Research Projects

Identification and characterization of human metastable epialleles

There is growing interest in the idea that, just like genetic variation, epigenetic variation among people may affect one’s risk of disease. But testing this in humans is complicated. To test for associations between genetic variation and disease, scientists can obtain a DNA sample from any tissue (usually blood, since it can be easily sampled). The DNA sequence is the same regardless of which tissue or cell type is sampled, so we can speak of an individual’s DNA sequence. But testing for associations between epigenetic variation and disease is more complicated, because epigenetic marks (like DNA methylation) can vary among different cell types. (This makes sense, because epigenetic mechanisms are a key part of differentiation, the developmental process that makes diverse cell types in the body different from one another.) Consequently, DNA methylation in blood (or other easily-sampled tissues) might not reflect epigenetic changes that occur only in specific cell types, and which could play a role in disease.
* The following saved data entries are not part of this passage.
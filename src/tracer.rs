//! Tracer: a read-recording view of a connection.
//!
//! Query and trigger handlers read the store only through a tracer. Every
//! helper returns the value read and appends a [`Check`] describing exactly
//! what was observed, so the result can be cached and invalidated precisely.

use crate::conn::Connection;
use crate::error::VelesError;
use crate::schema::{Check, Node, PosFilter, Value};
use crate::types::{NodeID, TriggerState};
use bytes::Bytes;
use num_bigint::BigInt;
use std::collections::{BTreeSet, HashMap};
use std::sync::Arc;

pub struct Tracer {
    conn: Arc<dyn Connection>,
    nodes: HashMap<NodeID, Option<Node>>,
    checks: Vec<Check>,
}

impl Tracer {
    pub fn new(conn: Arc<dyn Connection>) -> Self {
        Tracer {
            conn,
            nodes: HashMap::new(),
            checks: Vec::new(),
        }
    }

    pub fn connection(&self) -> &Arc<dyn Connection> {
        &self.conn
    }

    pub fn checks(&self) -> &[Check] {
        &self.checks
    }

    pub fn into_checks(self) -> Vec<Check> {
        self.checks
    }

    /// Record checks gathered elsewhere, e.g. by a remote handler.
    pub fn extend_checks(&mut self, checks: impl IntoIterator<Item = Check>) {
        self.checks.extend(checks);
    }

    /// Load a node once per trace. A missing node records a `gone` check.
    pub async fn get_node(&mut self, id: NodeID) -> Result<Node, VelesError> {
        if let Some(cached) = self.nodes.get(&id) {
            return cached.clone().ok_or_else(|| VelesError::gone(id));
        }
        match self.conn.get_node(id).await {
            Ok(node) => {
                self.nodes.insert(id, Some(node.clone()));
                Ok(node)
            }
            Err(VelesError::ObjectGone(msg)) => {
                self.nodes.insert(id, None);
                self.checks.push(Check::Gone { node: id });
                Err(VelesError::ObjectGone(msg))
            }
            Err(err) => Err(err),
        }
    }

    pub async fn get_parent(&mut self, id: NodeID) -> Result<NodeID, VelesError> {
        let node = self.get_node(id).await?;
        self.checks.push(Check::Parent {
            node: id,
            parent: node.parent,
        });
        Ok(node.parent)
    }

    pub async fn get_pos(&mut self, id: NodeID) -> Result<(Option<BigInt>, Option<BigInt>), VelesError> {
        let node = self.get_node(id).await?;
        self.checks.push(Check::Pos {
            node: id,
            pos_start: node.pos_start.clone(),
            pos_end: node.pos_end.clone(),
        });
        Ok((node.pos_start, node.pos_end))
    }

    pub async fn get_tags(&mut self, id: NodeID) -> Result<BTreeSet<String>, VelesError> {
        let node = self.get_node(id).await?;
        self.checks.push(Check::Tags {
            node: id,
            tags: node.tags.clone(),
        });
        Ok(node.tags)
    }

    pub async fn has_tag(&mut self, id: NodeID, tag: &str) -> Result<bool, VelesError> {
        let node = self.get_node(id).await?;
        let present = node.tags.contains(tag);
        self.checks.push(Check::Tag {
            node: id,
            tag: tag.to_string(),
            present,
        });
        Ok(present)
    }

    pub async fn get_attr(&mut self, id: NodeID, key: &str) -> Result<Option<Value>, VelesError> {
        let node = self.get_node(id).await?;
        let data = node.attr.get(key).cloned();
        self.checks.push(Check::Attr {
            node: id,
            key: key.to_string(),
            data: data.clone(),
        });
        Ok(data)
    }

    pub async fn get_data(&mut self, id: NodeID, key: &str) -> Result<Option<Value>, VelesError> {
        self.get_node(id).await?;
        let data = self.conn.get_data(id, key).await?;
        self.checks.push(Check::Data {
            node: id,
            key: key.to_string(),
            data: data.clone(),
        });
        Ok(data)
    }

    pub async fn get_bindata_size(&mut self, id: NodeID, key: &str) -> Result<u64, VelesError> {
        let node = self.get_node(id).await?;
        let size = node.bindata_len(key);
        self.checks.push(Check::BindataSize {
            node: id,
            key: key.to_string(),
            size,
        });
        Ok(size)
    }

    pub async fn get_bindata(
        &mut self,
        id: NodeID,
        key: &str,
        start: u64,
        end: Option<u64>,
    ) -> Result<Bytes, VelesError> {
        self.get_node(id).await?;
        let data = self.conn.get_bindata(id, key, start, end).await?;
        self.checks.push(Check::Bindata {
            node: id,
            key: key.to_string(),
            start,
            end,
            data: data.clone(),
        });
        Ok(data)
    }

    pub async fn get_trigger(&mut self, id: NodeID, key: &str) -> Result<Option<TriggerState>, VelesError> {
        let node = self.get_node(id).await?;
        let state = node.triggers.get(key).copied();
        self.checks.push(Check::Trigger {
            node: id,
            key: key.to_string(),
            state,
        });
        Ok(state)
    }

    pub async fn get_list(
        &mut self,
        parent: NodeID,
        tags: BTreeSet<String>,
        pos_filter: PosFilter,
    ) -> Result<Vec<Node>, VelesError> {
        if !parent.is_root() {
            self.get_node(parent).await?;
        }
        let nodes = self
            .conn
            .get_list(parent, tags.clone(), pos_filter.clone())
            .await?;
        for node in &nodes {
            self.nodes.insert(node.id, Some(node.clone()));
        }
        self.checks.push(Check::List {
            parent,
            tags,
            pos_filter,
            nodes: nodes.iter().map(|n| n.id).collect(),
        });
        Ok(nodes)
    }

    /// Run a nested query; its checks become part of this trace.
    pub async fn get_query(&mut self, node: NodeID, name: &str, params: Value) -> Result<Value, VelesError> {
        let outcome = self.conn.get_query(node, name, params).await;
        self.checks.extend(outcome.checks);
        outcome.result
    }
}

#[cfg(test)]
mod tests {
    use super::*;
    use crate::conn::LocalConnection;
    use crate::schema::NewNode;
    use crate::tracker::Tracker;

    #[tokio::test]
    async fn test_reads_record_checks() {
        let conn = LocalConnection::new(Tracker::in_memory().unwrap());
        let file = NewNode::new(NodeID::root())
            .with_tag("file")
            .with_attr("name", Value::from("a.bin"))
            .with_bindata("code", vec![1u8, 2, 3]);
        let file_id = conn.create(file).await.unwrap();
        let chunk = NewNode::new(file_id).with_pos(Some(BigInt::from(0)), Some(BigInt::from(2)));
        let chunk_id = conn.create(chunk).await.unwrap();

        let mut tracer = Tracer::new(conn.clone());
        assert_eq!(tracer.get_attr(file_id, "name").await.unwrap(), Some(Value::from("a.bin")));
        assert!(tracer.has_tag(file_id, "file").await.unwrap());
        assert_eq!(tracer.get_bindata(file_id, "code", 1, None).await.unwrap().as_ref(), &[2, 3]);
        let children = tracer
            .get_list(file_id, BTreeSet::new(), PosFilter::all())
            .await
            .unwrap();
        assert_eq!(children.len(), 1);
        assert_eq!(tracer.get_parent(chunk_id).await.unwrap(), file_id);

        let missing = NodeID::random();
        assert_eq!(tracer.get_node(missing).await.unwrap_err().code(), "object_gone");

        let checks = tracer.into_checks();
        let kinds: Vec<&str> = checks.iter().map(|c| c.object_type()).collect();
        assert_eq!(kinds, vec!["attr", "tag", "bindata", "list", "parent", "gone"]);
        for check in &checks {
            assert!(conn.tracker().check(check).unwrap());
        }
    }
}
We believe that metastable epialleles provide the easiest way to circumvent this problem. First discovered in mice, metastable epialleles are genomic regions at which DNA methylation varies dramatically among individuals, but is consistent across different tissues within each individual. Studies in inbred (genetically identical) mice showed that this interindividual variation is not due to genetics, but is established stochastically (probabilistically) during early development. Based on the characteristics of metastable epialleles in mice, over the last decade we have been leading the field, working to identify and characterize regions in the human genome that behave as metastable epialleles. Many of the candidate metastable epialleles we have discovered are linked to genes with known roles in disease such as cancer and obesity. We are now collaborating with epidemiologists, who have established large prospective cohort studies, to determine whether interindividual epigenetic variation at these loci predicts subsequent risk of disease.
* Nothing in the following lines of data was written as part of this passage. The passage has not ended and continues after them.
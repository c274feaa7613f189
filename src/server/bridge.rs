//! Plug-in bridge: handlers hosted by a remote client.
//!
//! A [`RemoteHandler`] is registered with the local connection like any
//! in-process handler. Invoking it sends a `plugin_*` dispatch message to the
//! owning client and waits for the reply with the same plug-in id.

use super::session::Outbox;
use crate::conn::{BroadcastHandler, Connection, MethodHandler, QueryHandler, TriggerHandler};
use crate::error::VelesError;
use crate::proto::pending::{wait, Pending};
use crate::proto::Message;
use crate::schema::{Check, Operation, Value};
use crate::tracer::Tracer;
use crate::types::NodeID;
use async_trait::async_trait;
use std::sync::atomic::{AtomicBool, AtomicU64, Ordering};
use std::sync::Arc;
use tracing::debug;

type QueryReply = (Result<Value, VelesError>, Vec<Check>);
type TriggerReply = Result<(Vec<Operation>, Vec<Check>), VelesError>;

/// Per-session tables of plug-in calls awaiting a client reply
pub(crate) struct Bridge {
    out: Outbox,
    closed: AtomicBool,
    next_id: AtomicU64,
    methods: Pending<Result<Value, VelesError>>,
    queries: Pending<QueryReply>,
    broadcasts: Pending<Result<Vec<Value>, VelesError>>,
    triggers: Pending<TriggerReply>,
}

impl Bridge {
    pub fn new(out: Outbox) -> Arc<Self> {
        Arc::new(Bridge {
            out,
            closed: AtomicBool::new(false),
            next_id: AtomicU64::new(1),
            methods: Pending::default(),
            queries: Pending::default(),
            broadcasts: Pending::default(),
            triggers: Pending::default(),
        })
    }

    async fn call<T>(&self, table: &Pending<T>, build: impl FnOnce(u64) -> Message) -> Result<T, VelesError> {
        if self.closed.load(Ordering::Acquire) {
            return Err(VelesError::ConnectionLost("plug-in client disconnected".to_string()));
        }
        let id = self.next_id.fetch_add(1, Ordering::Relaxed);
        let rx = table.open(id);
        if self.out.send(build(id)).is_err() {
            table.forget(id);
            return Err(VelesError::ConnectionLost("plug-in client disconnected".to_string()));
        }
        wait(rx).await
    }

    /// Route a plug-in reply; returns the message back if it is not one.
    pub fn complete(&self, msg: Message) -> Result<(), Message> {
        let delivered = match msg {
            Message::PluginMethodResult { pmid, result } => self.methods.complete(pmid, Ok(result)),
            Message::PluginMethodError { pmid, err } => self.methods.complete(pmid, Err(err)),
            Message::PluginQueryResult { pqid, result, checks } => {
                self.queries.complete(pqid, (Ok(result), checks))
            }
            Message::PluginQueryError { pqid, err, checks } => self.queries.complete(pqid, (Err(err), checks)),
            Message::PluginBroadcastResult { pbid, results } => self.broadcasts.complete(pbid, Ok(results)),
            Message::PluginBroadcastError { pbid, err } => self.broadcasts.complete(pbid, Err(err)),
            Message::PluginTriggerDone { ptid, ops, checks } => self.triggers.complete(ptid, Ok((ops, checks))),
            Message::PluginTriggerError { ptid, err } => self.triggers.complete(ptid, Err(err)),
            other => return Err(other),
        };
        if !delivered {
            debug!("Dropped plug-in reply nobody waits for");
        }
        Ok(())
    }

    /// Fail every outstanding call and refuse new ones.
    pub fn close(&self) {
        self.closed.store(true, Ordering::Release);
        self.methods.clear();
        self.queries.clear();
        self.broadcasts.clear();
        self.triggers.clear();
    }
}

/// Handler living on the other end of a session
pub(crate) struct RemoteHandler {
    bridge: Arc<Bridge>,
    phid: u64,
}

impl RemoteHandler {
    pub fn new(bridge: Arc<Bridge>, phid: u64) -> Arc<Self> {
        Arc::new(RemoteHandler { bridge, phid })
    }
}

#[async_trait]
impl MethodHandler for RemoteHandler {
    async fn run(&self, _conn: Arc<dyn Connection>, node: NodeID, params: Value) -> Result<Value, VelesError> {
        let phid = self.phid;
        self.bridge
            .call(&self.bridge.methods, |pmid| Message::PluginMethodRun { pmid, phid, node, params })
            .await?
    }
}

#[async_trait]
impl QueryHandler for RemoteHandler {
    async fn get(&self, tracer: &mut Tracer, node: NodeID, params: Value) -> Result<Value, VelesError> {
        let phid = self.phid;
        let (result, checks) = self
            .bridge
            .call(&self.bridge.queries, |pqid| Message::PluginQueryGet { pqid, phid, node, params })
            .await?;
        tracer.extend_checks(checks);
        result
    }
}

#[async_trait]
impl BroadcastHandler for RemoteHandler {
    async fn run(&self, _conn: Arc<dyn Connection>, params: Value) -> Result<Vec<Value>, VelesError> {
        let phid = self.phid;
        self.bridge
            .call(&self.bridge.broadcasts, |pbid| Message::PluginBroadcastRun { pbid, phid, params })
            .await?
    }
}

#[async_trait]
impl TriggerHandler for RemoteHandler {
    async fn run(&self, tracer: &mut Tracer, node: NodeID) -> Result<Vec<Operation>, VelesError> {
        let phid = self.phid;
        let (ops, checks) = self
            .bridge
            .call(&self.bridge.triggers, |ptid| Message::PluginTriggerRun { ptid, phid, node })
            .await??;
        tracer.extend_checks(checks);
        Ok(ops)
    }
}

#[cfg(test)]
mod tests {
    use super::*;
    use tokio::sync::mpsc;

    #[tokio::test]
    async fn test_remote_method_round_trip() {
        let (out, mut rx) = mpsc::unbounded_channel();
        let bridge = Bridge::new(out);
        let handler = RemoteHandler::new(bridge.clone(), 4);
        let node = NodeID::random();

        let client = tokio::spawn(async move {
            match rx.recv().await {
                Some(Message::PluginMethodRun { pmid, phid, params, .. }) => {
                    assert_eq!(phid, 4);
                    bridge.complete(Message::PluginMethodResult { pmid, result: params }).unwrap();
                }
                other => panic!("unexpected {:?}", other),
            }
        });
        let conn = crate::conn::LocalConnection::new(crate::tracker::Tracker::in_memory().unwrap());
        let result = MethodHandler::run(&*handler, conn, node, Value::from(3i64)).await.unwrap();
        assert_eq!(result, Value::from(3i64));
        client.await.unwrap();
    }

    #[tokio::test]
    async fn test_close_fails_outstanding_calls() {
        let (out, _rx) = mpsc::unbounded_channel();
        let bridge = Bridge::new(out);
        let handler = RemoteHandler::new(bridge.clone(), 1);
        let call = tokio::spawn(async move {
            let conn = crate::conn::LocalConnection::new(crate::tracker::Tracker::in_memory().unwrap());
            BroadcastHandler::run(&*handler, conn, Value::Nil).await
        });
        while bridge.broadcasts.is_empty() {
            tokio::task::yield_now().await;
        }
        bridge.close();
        assert_eq!(call.await.unwrap().unwrap_err().code(), "connection_lost");
        assert!(bridge.complete(Message::RequestAck { rid: 1 }).is_err());
    }
}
Epigenetic mechanisms in energy balance regulation

In 1970 less than half of American adults were overweight or obese. Now, more than two thirds are. Because obesity is a risk factor for other diseases including type-2 diabetes, cardiovascular disease, and cancer, our obesity epidemic is the biggest nutrition-related medical issue in the United States. And it’s not just in the U.S.; the dramatic and rapid increase in adult body mass index is a worldwide phenomenon.

To try to get at why this is happening, we are working to improve our understanding of the fundamental mechanisms that determine weight gain. The overall balance of energy consumed (from food) and energy expended (or burned) is called ‘energy balance’. When people gain weight, it reflects positive energy balance. Energy balance is regulated in the brain. In particular, one brain region, the hypothalamus, plays a primary role, sensing the body’s energy stores and sending signals to other brain regions to increase or decrease energy intake and expenditure as needed. This exquisite system develops as part of normal brain development during fetal life. Our overall hypothesis is that the changing environment over the last several decades (in terms of nutrition, maternal obesity, etc.) may be influencing hypothalamic development, leading to a permanent alterations in the energy sensing mechanism, favoring positive energy balance. We are exploring the role of epigenetic mechanisms, particularly DNA methylation, in this process.